Provided material:
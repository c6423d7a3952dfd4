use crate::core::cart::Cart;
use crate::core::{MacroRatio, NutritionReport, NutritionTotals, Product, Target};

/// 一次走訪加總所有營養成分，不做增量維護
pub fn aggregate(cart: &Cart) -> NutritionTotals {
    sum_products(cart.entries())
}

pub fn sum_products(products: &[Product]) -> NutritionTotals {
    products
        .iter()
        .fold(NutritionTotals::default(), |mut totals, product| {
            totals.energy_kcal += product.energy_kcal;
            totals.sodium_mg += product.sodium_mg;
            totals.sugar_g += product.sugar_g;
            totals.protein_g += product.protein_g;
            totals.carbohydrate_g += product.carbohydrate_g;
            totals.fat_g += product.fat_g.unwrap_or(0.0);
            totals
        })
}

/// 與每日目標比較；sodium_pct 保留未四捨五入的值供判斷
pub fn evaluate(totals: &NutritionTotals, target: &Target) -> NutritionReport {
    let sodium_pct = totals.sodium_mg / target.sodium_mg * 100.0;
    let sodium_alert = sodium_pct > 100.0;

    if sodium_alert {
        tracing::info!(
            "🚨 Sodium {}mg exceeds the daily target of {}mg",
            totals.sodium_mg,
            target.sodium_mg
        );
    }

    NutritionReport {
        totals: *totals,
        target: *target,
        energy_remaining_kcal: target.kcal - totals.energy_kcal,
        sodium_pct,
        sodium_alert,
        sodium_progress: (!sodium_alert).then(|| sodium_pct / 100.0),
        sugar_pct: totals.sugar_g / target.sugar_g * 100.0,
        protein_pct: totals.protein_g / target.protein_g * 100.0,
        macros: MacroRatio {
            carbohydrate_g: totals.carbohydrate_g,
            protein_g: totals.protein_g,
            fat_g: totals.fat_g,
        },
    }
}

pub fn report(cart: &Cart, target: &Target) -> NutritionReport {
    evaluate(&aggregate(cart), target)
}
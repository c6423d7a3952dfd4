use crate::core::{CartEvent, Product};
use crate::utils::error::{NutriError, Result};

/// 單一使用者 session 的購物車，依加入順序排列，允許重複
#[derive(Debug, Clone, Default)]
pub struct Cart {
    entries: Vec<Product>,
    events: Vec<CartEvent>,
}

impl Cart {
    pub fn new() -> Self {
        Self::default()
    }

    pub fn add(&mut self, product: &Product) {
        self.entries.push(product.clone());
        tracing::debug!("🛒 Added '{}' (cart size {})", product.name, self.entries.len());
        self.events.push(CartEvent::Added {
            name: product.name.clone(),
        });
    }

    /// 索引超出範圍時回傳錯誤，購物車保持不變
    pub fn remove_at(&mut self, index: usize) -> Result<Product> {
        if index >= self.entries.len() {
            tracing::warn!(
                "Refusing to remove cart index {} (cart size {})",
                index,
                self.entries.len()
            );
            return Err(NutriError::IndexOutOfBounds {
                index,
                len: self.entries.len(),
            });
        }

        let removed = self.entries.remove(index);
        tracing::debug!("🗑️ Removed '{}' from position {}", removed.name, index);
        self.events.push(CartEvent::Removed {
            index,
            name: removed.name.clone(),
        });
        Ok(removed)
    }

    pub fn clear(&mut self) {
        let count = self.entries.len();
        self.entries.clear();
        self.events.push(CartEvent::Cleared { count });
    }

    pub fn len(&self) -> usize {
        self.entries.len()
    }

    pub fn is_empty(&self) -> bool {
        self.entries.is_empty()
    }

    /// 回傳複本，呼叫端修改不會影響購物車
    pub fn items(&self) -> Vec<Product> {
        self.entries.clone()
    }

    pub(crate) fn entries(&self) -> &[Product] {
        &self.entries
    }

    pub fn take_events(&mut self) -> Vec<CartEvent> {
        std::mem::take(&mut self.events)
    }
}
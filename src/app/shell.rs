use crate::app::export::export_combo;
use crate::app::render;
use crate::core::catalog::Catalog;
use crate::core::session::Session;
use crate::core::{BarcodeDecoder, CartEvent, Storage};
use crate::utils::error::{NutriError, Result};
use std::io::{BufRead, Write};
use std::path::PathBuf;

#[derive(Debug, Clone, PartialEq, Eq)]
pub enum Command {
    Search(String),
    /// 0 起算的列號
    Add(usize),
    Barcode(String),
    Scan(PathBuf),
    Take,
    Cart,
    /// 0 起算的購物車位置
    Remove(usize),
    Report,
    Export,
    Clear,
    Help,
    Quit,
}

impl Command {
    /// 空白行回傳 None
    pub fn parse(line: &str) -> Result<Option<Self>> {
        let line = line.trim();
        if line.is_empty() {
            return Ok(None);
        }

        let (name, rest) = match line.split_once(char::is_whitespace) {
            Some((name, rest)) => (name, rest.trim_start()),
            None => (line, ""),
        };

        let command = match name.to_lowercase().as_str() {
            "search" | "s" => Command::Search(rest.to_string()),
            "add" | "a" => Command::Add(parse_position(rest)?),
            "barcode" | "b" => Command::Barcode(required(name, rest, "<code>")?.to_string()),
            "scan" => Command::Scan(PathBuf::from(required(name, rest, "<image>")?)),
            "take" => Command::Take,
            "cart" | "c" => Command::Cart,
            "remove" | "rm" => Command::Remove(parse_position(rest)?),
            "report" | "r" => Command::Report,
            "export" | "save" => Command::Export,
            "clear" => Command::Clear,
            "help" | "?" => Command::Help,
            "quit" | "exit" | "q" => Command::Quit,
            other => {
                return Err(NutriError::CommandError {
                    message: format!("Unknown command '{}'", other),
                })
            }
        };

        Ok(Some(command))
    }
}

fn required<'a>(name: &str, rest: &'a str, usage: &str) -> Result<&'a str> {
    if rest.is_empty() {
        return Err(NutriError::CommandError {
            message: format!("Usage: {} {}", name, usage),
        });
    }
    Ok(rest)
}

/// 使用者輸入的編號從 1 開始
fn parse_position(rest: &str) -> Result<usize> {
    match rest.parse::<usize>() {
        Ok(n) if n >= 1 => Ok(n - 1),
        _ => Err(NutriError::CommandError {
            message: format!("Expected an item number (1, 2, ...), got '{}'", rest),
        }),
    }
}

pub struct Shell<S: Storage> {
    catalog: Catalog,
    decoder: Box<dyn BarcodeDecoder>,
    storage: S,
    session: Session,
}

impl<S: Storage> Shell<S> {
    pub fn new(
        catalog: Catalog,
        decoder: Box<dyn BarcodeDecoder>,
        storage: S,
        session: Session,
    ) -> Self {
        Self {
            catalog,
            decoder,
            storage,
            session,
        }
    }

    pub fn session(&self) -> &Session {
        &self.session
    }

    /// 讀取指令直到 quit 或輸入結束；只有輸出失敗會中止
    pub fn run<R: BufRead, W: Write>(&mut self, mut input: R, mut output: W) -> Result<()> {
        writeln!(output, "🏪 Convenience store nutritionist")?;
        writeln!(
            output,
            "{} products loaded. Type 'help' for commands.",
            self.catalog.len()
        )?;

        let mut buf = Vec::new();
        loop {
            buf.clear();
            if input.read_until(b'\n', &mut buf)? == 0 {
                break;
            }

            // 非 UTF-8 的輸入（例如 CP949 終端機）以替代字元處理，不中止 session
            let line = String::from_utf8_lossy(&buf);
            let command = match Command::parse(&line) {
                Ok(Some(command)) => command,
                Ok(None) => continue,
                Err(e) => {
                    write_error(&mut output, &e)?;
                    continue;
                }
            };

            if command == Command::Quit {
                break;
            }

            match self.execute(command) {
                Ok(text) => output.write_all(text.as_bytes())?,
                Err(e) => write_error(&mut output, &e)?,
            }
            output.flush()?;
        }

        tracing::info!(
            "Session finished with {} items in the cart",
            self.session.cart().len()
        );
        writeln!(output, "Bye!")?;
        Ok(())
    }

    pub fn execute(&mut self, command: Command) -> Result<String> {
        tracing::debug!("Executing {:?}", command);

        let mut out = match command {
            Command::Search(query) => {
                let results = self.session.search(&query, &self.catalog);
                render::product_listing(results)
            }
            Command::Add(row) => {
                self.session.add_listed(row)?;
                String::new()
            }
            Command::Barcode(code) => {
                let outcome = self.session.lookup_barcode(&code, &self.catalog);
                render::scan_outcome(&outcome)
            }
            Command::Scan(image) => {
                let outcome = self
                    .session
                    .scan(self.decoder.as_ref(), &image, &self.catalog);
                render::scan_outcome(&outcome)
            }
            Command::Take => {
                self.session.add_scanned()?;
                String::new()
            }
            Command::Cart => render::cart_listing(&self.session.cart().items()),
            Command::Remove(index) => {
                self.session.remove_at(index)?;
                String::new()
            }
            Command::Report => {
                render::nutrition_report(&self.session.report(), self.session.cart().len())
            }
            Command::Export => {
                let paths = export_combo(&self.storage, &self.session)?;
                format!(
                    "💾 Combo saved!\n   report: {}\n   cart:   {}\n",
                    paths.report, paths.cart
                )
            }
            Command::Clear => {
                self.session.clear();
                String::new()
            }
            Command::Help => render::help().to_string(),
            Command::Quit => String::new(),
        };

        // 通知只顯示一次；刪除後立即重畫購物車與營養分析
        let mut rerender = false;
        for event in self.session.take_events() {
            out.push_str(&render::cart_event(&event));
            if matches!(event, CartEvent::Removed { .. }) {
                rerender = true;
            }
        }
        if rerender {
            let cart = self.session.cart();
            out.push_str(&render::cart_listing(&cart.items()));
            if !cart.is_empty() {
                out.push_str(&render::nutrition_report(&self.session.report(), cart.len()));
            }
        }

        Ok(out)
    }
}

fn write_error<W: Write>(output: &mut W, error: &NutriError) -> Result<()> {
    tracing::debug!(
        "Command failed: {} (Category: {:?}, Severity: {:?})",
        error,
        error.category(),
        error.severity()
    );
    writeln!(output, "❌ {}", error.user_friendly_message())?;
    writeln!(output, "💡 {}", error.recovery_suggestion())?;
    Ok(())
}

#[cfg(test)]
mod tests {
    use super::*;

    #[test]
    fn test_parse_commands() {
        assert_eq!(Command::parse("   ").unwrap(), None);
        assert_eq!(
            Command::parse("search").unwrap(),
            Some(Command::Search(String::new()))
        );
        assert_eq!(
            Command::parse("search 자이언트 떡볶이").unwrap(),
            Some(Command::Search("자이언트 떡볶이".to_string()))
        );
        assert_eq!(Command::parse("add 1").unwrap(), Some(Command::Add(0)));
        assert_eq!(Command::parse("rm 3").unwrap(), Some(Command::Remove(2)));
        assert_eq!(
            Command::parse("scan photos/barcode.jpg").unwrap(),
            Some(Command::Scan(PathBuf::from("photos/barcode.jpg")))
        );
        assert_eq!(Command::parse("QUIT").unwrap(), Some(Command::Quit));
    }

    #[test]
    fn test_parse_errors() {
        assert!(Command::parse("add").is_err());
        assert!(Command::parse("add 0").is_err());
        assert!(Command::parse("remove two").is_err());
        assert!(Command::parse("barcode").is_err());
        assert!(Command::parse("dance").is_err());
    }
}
---
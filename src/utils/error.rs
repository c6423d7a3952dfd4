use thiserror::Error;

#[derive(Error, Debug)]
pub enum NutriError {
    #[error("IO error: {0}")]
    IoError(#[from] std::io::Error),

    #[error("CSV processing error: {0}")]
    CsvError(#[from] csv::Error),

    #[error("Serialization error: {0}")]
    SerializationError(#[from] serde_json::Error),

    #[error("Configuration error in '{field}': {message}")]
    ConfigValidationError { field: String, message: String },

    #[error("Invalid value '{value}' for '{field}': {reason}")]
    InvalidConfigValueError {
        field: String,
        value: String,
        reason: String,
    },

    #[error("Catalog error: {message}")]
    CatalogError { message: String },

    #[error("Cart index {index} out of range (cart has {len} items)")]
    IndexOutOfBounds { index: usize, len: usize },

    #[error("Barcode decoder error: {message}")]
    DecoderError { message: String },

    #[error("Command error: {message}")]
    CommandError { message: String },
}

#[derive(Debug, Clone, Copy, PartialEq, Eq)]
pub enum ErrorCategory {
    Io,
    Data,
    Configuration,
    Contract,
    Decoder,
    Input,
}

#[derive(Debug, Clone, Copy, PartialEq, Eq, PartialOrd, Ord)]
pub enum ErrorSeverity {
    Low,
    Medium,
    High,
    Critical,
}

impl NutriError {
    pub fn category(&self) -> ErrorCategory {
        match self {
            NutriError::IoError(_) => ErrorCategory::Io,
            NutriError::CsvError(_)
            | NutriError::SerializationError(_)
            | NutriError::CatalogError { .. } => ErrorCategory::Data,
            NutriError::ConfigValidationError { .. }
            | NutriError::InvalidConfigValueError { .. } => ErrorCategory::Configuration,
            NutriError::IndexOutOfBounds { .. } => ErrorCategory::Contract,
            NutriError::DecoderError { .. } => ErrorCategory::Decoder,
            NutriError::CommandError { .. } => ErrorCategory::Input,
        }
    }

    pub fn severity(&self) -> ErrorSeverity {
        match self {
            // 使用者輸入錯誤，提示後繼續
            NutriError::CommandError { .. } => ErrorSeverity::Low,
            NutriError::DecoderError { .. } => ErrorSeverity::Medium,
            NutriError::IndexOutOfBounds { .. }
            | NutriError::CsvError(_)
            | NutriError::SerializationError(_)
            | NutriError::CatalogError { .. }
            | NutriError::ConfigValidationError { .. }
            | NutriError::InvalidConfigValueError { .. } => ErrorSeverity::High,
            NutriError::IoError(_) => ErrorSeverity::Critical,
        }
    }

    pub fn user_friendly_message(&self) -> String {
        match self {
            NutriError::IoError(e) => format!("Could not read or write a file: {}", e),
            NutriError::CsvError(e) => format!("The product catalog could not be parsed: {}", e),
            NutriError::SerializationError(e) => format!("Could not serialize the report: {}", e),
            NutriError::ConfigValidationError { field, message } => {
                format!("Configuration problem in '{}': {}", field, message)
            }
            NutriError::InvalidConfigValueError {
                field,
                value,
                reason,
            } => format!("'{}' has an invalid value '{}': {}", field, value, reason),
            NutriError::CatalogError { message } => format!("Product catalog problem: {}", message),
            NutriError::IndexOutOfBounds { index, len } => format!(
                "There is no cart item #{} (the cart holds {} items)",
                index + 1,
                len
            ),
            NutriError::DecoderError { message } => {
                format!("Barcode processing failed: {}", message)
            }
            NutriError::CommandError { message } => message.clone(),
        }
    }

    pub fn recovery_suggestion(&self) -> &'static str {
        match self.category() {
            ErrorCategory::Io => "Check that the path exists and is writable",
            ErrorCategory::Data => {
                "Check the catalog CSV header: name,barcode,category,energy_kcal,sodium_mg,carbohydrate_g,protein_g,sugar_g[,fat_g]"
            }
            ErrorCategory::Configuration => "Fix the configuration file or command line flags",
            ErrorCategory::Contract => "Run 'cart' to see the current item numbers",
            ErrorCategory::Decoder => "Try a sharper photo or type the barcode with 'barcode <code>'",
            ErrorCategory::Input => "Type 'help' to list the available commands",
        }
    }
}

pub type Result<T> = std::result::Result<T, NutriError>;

What is expected:
Above are the records; from them, give again exactly the lines from the one containing "pub struct Shell<S: Storage>" through the one containing "CP949 終端機）以替代字元處理，不中止 session", both included.

Finished task:
pub struct Shell<S: Storage> {
    catalog: Catalog,
    decoder: Box<dyn BarcodeDecoder>,
    storage: S,
    session: Session,
}

impl<S: Storage> Shell<S> {
    pub fn new(
        catalog: Catalog,
        decoder: Box<dyn BarcodeDecoder>,
        storage: S,
        session: Session,
    ) -> Self {
        Self {
            catalog,
            decoder,
            storage,
            session,
        }
    }

    pub fn session(&self) -> &Session {
        &self.session
    }

    /// 讀取指令直到 quit 或輸入結束；只有輸出失敗會中止
    pub fn run<R: BufRead, W: Write>(&mut self, mut input: R, mut output: W) -> Result<()> {
        writeln!(output, "🏪 Convenience store nutritionist")?;
        writeln!(
            output,
            "{} products loaded. Type 'help' for commands.",
            self.catalog.len()
        )?;

        let mut buf = Vec::new();
        loop {
            buf.clear();
            if input.read_until(b'\n', &mut buf)? == 0 {
                break;
            }

            // 非 UTF-8 的輸入（例如 CP949 終端機）以替代字元處理，不中止 session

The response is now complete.